RECORDS START
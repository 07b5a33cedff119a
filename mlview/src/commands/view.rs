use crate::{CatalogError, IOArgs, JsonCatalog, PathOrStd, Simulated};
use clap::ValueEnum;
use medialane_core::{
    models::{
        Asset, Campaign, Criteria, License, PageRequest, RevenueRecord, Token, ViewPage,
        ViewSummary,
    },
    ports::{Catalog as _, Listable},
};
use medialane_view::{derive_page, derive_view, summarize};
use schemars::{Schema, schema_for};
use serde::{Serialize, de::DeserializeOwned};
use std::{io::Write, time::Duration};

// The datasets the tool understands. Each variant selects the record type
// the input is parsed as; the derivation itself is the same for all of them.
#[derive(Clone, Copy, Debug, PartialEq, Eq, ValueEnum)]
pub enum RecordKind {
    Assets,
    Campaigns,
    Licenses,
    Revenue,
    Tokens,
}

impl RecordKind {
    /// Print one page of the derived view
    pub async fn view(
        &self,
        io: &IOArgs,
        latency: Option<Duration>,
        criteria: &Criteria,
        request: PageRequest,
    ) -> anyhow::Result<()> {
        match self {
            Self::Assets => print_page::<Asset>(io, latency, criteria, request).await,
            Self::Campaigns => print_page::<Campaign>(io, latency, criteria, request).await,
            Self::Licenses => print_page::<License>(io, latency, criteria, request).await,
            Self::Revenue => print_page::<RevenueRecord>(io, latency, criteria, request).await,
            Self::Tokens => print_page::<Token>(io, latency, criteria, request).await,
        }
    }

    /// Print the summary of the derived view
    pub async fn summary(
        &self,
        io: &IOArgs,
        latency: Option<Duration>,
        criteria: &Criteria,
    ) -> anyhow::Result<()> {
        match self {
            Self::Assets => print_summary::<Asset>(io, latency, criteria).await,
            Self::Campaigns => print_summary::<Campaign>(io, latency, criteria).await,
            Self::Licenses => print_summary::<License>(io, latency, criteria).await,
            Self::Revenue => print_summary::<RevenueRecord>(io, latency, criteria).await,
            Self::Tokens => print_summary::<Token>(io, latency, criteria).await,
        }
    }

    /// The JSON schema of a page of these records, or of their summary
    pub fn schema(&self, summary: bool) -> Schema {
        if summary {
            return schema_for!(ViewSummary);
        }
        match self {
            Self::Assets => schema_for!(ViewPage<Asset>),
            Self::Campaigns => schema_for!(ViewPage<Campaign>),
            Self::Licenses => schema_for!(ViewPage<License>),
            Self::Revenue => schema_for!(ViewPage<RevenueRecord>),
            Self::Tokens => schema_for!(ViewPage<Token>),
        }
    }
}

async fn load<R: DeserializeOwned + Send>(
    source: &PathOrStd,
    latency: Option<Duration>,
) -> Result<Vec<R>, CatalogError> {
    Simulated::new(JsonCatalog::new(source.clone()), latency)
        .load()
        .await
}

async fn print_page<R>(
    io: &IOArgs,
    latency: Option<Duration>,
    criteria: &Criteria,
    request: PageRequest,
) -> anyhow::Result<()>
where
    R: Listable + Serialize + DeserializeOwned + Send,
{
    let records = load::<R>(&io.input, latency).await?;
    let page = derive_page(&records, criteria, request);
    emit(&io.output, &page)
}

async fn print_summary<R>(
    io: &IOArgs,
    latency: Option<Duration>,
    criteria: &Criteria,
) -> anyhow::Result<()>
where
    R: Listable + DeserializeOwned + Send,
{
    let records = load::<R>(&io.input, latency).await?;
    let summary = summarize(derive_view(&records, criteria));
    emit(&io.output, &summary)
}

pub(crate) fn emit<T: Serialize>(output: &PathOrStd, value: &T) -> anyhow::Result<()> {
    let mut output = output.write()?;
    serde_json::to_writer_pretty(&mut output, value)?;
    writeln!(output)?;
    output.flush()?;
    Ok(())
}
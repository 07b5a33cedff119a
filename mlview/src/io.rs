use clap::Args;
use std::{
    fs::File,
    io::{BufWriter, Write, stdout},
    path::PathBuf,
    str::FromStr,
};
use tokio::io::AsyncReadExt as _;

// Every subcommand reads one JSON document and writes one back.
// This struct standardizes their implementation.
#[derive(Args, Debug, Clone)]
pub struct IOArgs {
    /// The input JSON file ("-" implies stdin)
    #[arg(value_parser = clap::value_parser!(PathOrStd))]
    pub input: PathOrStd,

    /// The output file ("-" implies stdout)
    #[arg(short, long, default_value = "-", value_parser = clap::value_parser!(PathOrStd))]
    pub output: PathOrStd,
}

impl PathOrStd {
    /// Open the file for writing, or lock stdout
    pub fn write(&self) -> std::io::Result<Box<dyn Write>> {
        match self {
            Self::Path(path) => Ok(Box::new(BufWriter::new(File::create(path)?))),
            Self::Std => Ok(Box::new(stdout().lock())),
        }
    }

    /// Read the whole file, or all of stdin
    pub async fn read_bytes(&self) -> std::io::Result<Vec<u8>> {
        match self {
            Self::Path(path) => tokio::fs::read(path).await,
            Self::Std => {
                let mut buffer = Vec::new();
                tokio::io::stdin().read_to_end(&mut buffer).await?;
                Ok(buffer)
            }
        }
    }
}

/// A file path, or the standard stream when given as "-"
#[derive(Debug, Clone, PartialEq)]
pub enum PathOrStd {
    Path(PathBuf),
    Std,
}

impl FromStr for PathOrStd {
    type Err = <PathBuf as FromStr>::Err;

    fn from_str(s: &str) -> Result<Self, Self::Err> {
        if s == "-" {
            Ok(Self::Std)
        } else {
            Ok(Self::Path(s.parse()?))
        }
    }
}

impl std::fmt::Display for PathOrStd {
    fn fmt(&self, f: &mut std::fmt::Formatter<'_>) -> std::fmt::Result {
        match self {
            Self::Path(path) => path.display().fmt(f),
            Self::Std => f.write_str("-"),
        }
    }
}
RECORDS END
RECORDS START
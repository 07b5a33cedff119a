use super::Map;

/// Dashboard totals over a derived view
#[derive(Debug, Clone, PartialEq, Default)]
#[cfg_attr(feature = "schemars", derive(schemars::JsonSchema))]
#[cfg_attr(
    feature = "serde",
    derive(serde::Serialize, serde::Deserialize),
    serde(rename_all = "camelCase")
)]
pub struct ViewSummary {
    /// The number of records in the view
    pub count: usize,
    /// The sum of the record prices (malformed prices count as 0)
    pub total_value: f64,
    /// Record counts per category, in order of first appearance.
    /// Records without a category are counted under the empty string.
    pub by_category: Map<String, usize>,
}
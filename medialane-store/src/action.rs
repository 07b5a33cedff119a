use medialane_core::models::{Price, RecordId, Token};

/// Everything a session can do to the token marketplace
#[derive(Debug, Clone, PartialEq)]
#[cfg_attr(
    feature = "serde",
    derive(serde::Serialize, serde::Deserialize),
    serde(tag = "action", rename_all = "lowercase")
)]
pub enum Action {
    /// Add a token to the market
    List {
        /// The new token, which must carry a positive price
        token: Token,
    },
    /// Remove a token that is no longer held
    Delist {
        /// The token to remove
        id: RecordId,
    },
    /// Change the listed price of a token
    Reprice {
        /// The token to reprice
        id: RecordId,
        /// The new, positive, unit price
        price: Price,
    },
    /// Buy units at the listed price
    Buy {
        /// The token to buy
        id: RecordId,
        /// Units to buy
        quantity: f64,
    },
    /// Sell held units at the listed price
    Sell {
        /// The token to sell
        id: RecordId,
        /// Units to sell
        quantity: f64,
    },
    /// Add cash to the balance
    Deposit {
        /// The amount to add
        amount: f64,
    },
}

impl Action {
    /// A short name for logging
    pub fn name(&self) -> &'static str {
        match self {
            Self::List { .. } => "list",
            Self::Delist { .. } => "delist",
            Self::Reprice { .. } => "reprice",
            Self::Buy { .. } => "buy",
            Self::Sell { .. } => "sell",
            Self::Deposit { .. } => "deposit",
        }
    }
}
RECORDS END
_EXERCISE INSTRUCTIONS_: Count every line that holds the word "Assets" in the entries, and state the result alone.

_ANSWER BOX_: 4